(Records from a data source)
◆ ◆ ◆ ◆

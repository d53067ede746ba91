//! The pairing orchestrator: validate → select → compose → invoke →
//! record → publish.
//!
//! This is the only component that sees the whole pipeline. It owns no
//! policy of its own: level decisions live in the selector, prompt rules
//! in the composer, resilience in the provider chain, and invariants in
//! the session aggregate. Events are published only after the mutation
//! they describe is durable.

pub mod learning;

use crate::catalog::{ExerciseCatalog, SpecSource};
use crate::composer::{Composer, CompositionInput};
use crate::config::LlmSettings;
use crate::domain::{
    Exercise, Intent, Intervention, InterventionLevel, LearningPolicy, LearningProfile,
    Language, ProductSpec, Recipe, Run, RunOutput, RunStatus, Session, SessionMode,
    MIN_JUSTIFICATION_LEN,
};
use crate::error::PairingError;
use crate::events::{DomainEvent, EventBus};
use crate::providers::{ChatRequest, ProviderError, ProviderRegistry, StreamChunk};
use crate::sandbox::{Sandbox, SandboxError};
use crate::selector::{SelectionContext, Selector};
use crate::session::SessionManager;
use crate::store::{DocumentStore, ProfileStore};
use chrono::Utc;
use std::collections::BTreeMap;
use std::sync::Arc;
use uuid::Uuid;

// ── Requests ─────────────────────────────────────────────────────

#[derive(Debug, Clone, Default)]
pub struct CreateSessionRequest {
    pub exercise_id: Option<String>,
    pub spec_path: Option<String>,
    pub track: Option<String>,
    /// Explicit mode; inferred from the bindings when absent.
    pub mode: Option<SessionMode>,
}

#[derive(Debug, Clone)]
pub struct PairingArgs {
    pub session_id: Uuid,
    pub intent: Intent,
    /// Replacement working set, when the plugin sends fresh code.
    pub code: Option<BTreeMap<String, String>>,
    /// When both are present alongside `code`, a run is executed and its
    /// output feeds level selection.
    pub language: Option<Language>,
    pub recipe: Option<Recipe>,
    pub focus_criterion: Option<String>,
}

#[derive(Debug, Clone)]
pub struct EscalationArgs {
    pub session_id: Uuid,
    pub level: u8,
    pub justification: String,
    pub code: Option<BTreeMap<String, String>>,
}

/// Streamed pairing reply fragment, enriched with pipeline identity.
#[derive(Debug, Clone, PartialEq)]
pub enum PairingChunk {
    Metadata {
        level: InterventionLevel,
        kind: crate::domain::InterventionType,
    },
    Content {
        content: String,
    },
    Error {
        error: String,
    },
    Done {
        intervention_id: Uuid,
    },
}

// ── Orchestrator ─────────────────────────────────────────────────

pub struct Orchestrator {
    pub sessions: Arc<SessionManager>,
    pub sandbox: Arc<Sandbox>,
    pub providers: Arc<ProviderRegistry>,
    pub profiles: Arc<ProfileStore>,
    pub documents: Arc<DocumentStore>,
    pub exercises: Arc<dyn ExerciseCatalog>,
    pub specs: Arc<dyn SpecSource>,
    pub bus: Arc<EventBus>,
    pub selector: Selector,
    pub composer: Composer,
    pub llm: LlmSettings,
    pub default_track: String,
}

/// Everything resolved for one selection + composition.
struct ResolvedContext {
    session: Session,
    exercise: Option<Exercise>,
    spec: Option<ProductSpec>,
    profile: Option<LearningProfile>,
    run_output: Option<RunOutput>,
    run_id: Option<Uuid>,
}
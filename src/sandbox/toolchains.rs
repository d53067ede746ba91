//! Per-language toolchain plans.
//!
//! A toolchain turns a [`Recipe`] into the concrete format/build/test
//! commands for its language and knows how to lift that toolchain's raw
//! output into diagnostics and test results. Commands are fixed by the
//! daemon; user code never chooses what runs.

use super::parse;
use crate::domain::{Diagnostic, Language, Recipe, TestResult};
use std::collections::HashMap;
use std::sync::Arc;

/// One subprocess invocation, relative to the scratch directory.
#[derive(Debug, Clone, PartialEq, Eq)]
pub struct CommandSpec {
    pub program: String,
    pub args: Vec<String>,
}

impl CommandSpec {
    pub fn new(program: &str, args: &[&str]) -> Self {
        Self {
            program: program.to_string(),
            args: args.iter().map(|s| s.to_string()).collect(),
        }
    }

    /// Wrap a pipeline that needs shell glob expansion.
    pub fn shell(line: &str) -> Self {
        Self::new("sh", &["-c", line])
    }
}

/// The steps to run for one request, in pipeline order.
#[derive(Debug, Clone, Default)]
pub struct ToolchainPlan {
    pub format: Option<CommandSpec>,
    pub build: Option<CommandSpec>,
    pub test: Option<CommandSpec>,
}

/// A language the sandbox can check.
pub trait Toolchain: Send + Sync {
    fn language(&self) -> Language;

    /// Commands for the enabled recipe steps. `None` for a step means the
    /// language has no meaningful action for it and the step passes.
    fn plan(&self, recipe: &Recipe) -> ToolchainPlan;

    fn parse_build(&self, stdout: &str, stderr: &str) -> Vec<Diagnostic>;

    fn parse_tests(&self, stdout: &str, stderr: &str) -> Vec<TestResult>;
}

/// Registry of all supported toolchains, built once at startup.
pub fn registry() -> HashMap<Language, Arc<dyn Toolchain>> {
    let mut map: HashMap<Language, Arc<dyn Toolchain>> = HashMap::new();
    map.insert(Language::Go, Arc::new(GoToolchain));
    map.insert(Language::Python, Arc::new(PythonToolchain));
    map.insert(Language::TypeScript, Arc::new(TypeScriptToolchain));
    map.insert(Language::Rust, Arc::new(RustToolchain));
    map.insert(Language::Java, Arc::new(JavaToolchain));
    map
}

// ── Go ───────────────────────────────────────────────────────────

pub struct GoToolchain;

impl Toolchain for GoToolchain {
    fn language(&self) -> Language {
        Language::Go
    }

    fn plan(&self, recipe: &Recipe) -> ToolchainPlan {
        ToolchainPlan {
            format: recipe.format.then(|| CommandSpec::new("gofmt", &["-l", "-d", "."])),
            build: recipe.build.then(|| CommandSpec::new("go", &["build", "./..."])),
            test: recipe.test.then(|| CommandSpec::new("go", &["test", "-v", "./..."])),
        }
    }

    fn parse_build(&self, stdout: &str, stderr: &str) -> Vec<Diagnostic> {
        parse::go_build(stdout, stderr)
    }

    fn parse_tests(&self, stdout: &str, stderr: &str) -> Vec<TestResult> {
        parse::go_tests(stdout, stderr)
    }
}

// ── Python ───────────────────────────────────────────────────────

pub struct PythonToolchain;

impl Toolchain for PythonToolchain {
    fn language(&self) -> Language {
        Language::Python
    }

    fn plan(&self, recipe: &Recipe) -> ToolchainPlan {
        ToolchainPlan {
            format: recipe
                .format
                .then(|| CommandSpec::new("black", &["--check", "--diff", "--quiet", "."])),
            build: recipe
                .build
                .then(|| CommandSpec::new("python3", &["-m", "compileall", "-q", "."])),
            test: recipe
                .test
                .then(|| CommandSpec::new("python3", &["-m", "pytest", "-v", "--tb=short"])),
        }
    }

    fn parse_build(&self, stdout: &str, stderr: &str) -> Vec<Diagnostic> {
        parse::python_build(stdout, stderr)
    }

    fn parse_tests(&self, stdout: &str, stderr: &str) -> Vec<TestResult> {
        parse::pytest(stdout, stderr)
    }
}

// ── TypeScript ───────────────────────────────────────────────────

pub struct TypeScriptToolchain;

impl Toolchain for TypeScriptToolchain {
    fn language(&self) -> Language {
        Language::TypeScript
    }

    fn plan(&self, recipe: &Recipe) -> ToolchainPlan {
        ToolchainPlan {
            format: recipe
                .format
                .then(|| CommandSpec::new("npx", &["--no-install", "prettier", "--check", "."])),
            build: recipe
                .build
                .then(|| CommandSpec::new("npx", &["--no-install", "tsc", "--noEmit"])),
            test: recipe.test.then(|| {
                CommandSpec::new("npx", &["--no-install", "jest", "--colors=false", "--verbose"])
            }),
        }
    }

    fn parse_build(&self, stdout: &str, stderr: &str) -> Vec<Diagnostic> {
        parse::tsc(stdout, stderr)
    }

    fn parse_tests(&self, stdout: &str, stderr: &str) -> Vec<TestResult> {
        parse::jest(stdout, stderr)
    }
}

// ── Rust ─────────────────────────────────────────────────────────

pub struct RustToolchain;

impl Toolchain for RustToolchain {
    fn language(&self) -> Language {
        Language::Rust
    }

    fn plan(&self, recipe: &Recipe) -> ToolchainPlan {
        ToolchainPlan {
            format: recipe.format.then(|| CommandSpec::new("cargo", &["fmt", "--check"])),
            build: recipe.build.then(|| CommandSpec::new("cargo", &["build"])),
            test: recipe.test.then(|| CommandSpec::new("cargo", &["test"])),
        }
    }

    fn parse_build(&self, stdout: &str, stderr: &str) -> Vec<Diagnostic> {
        parse::rustc(stdout, stderr)
    }

    fn parse_tests(&self, stdout: &str, stderr: &str) -> Vec<TestResult> {
        parse::cargo_tests(stdout, stderr)
    }
}

// ── Java ─────────────────────────────────────────────────────────

pub struct JavaToolchain;

impl Toolchain for JavaToolchain {
    fn language(&self) -> Language {
        Language::Java
    }

    fn plan(&self, recipe: &Recipe) -> ToolchainPlan {
        ToolchainPlan {
            // No ubiquitous Java formatter; the step passes vacuously.
            format: None,
            build: recipe
                .build
                .then(|| CommandSpec::shell("javac -d out $(find . -name '*.java')")),
            test: recipe.test.then(|| {
                CommandSpec::shell(
                    "java -jar /opt/junit/junit-platform-console-standalone.jar \
                     execute --scan-class-path out --disable-banner --disable-ansi-colors",
                )
            }),
        }
    }

    fn parse_build(&self, stdout: &str, stderr: &str) -> Vec<Diagnostic> {
        parse::javac(stdout, stderr)
    }

    fn parse_tests(&self, stdout: &str, stderr: &str) -> Vec<TestResult> {
        parse::junit(stdout, stderr)
    }
}

#[cfg(test)]
mod tests {
    use super::*;

    #[test]
    fn registry_covers_all_languages() {
        let reg = registry();
        for language in Language::ALL {
            assert!(reg.contains_key(language), "missing toolchain: {language}");
            assert_eq!(reg[language].language(), *language);
        }
    }

    #[test]
    fn plan_respects_recipe_toggles() {
        let recipe = Recipe {
            format: false,
            build: true,
            test: false,
            timeout_seconds: 10,
        };
        let plan = GoToolchain.plan(&recipe);
        assert!(plan.format.is_none());
        assert!(plan.build.is_some());
        assert!(plan.test.is_none());
    }

    #[test]
    fn go_plan_commands() {
        let plan = GoToolchain.plan(&Recipe::default());
        assert_eq!(plan.build.unwrap(), CommandSpec::new("go", &["build", "./..."]));
        assert_eq!(
            plan.test.unwrap(),
            CommandSpec::new("go", &["test", "-v", "./..."])
        );
    }

    #[test]
    fn java_has_no_format_step() {
        let plan = JavaToolchain.plan(&Recipe::default());
        assert!(plan.format.is_none());
        assert!(plan.build.unwrap().program == "sh");
    }
}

◆ ◆ ◆ ◆

Locate the word "PartialEq" in the data above. Copy every line carrying it.

### [RESPONSE AREA]
#[derive(Debug, Clone, PartialEq)]
#[derive(Debug, Clone, PartialEq, Eq)]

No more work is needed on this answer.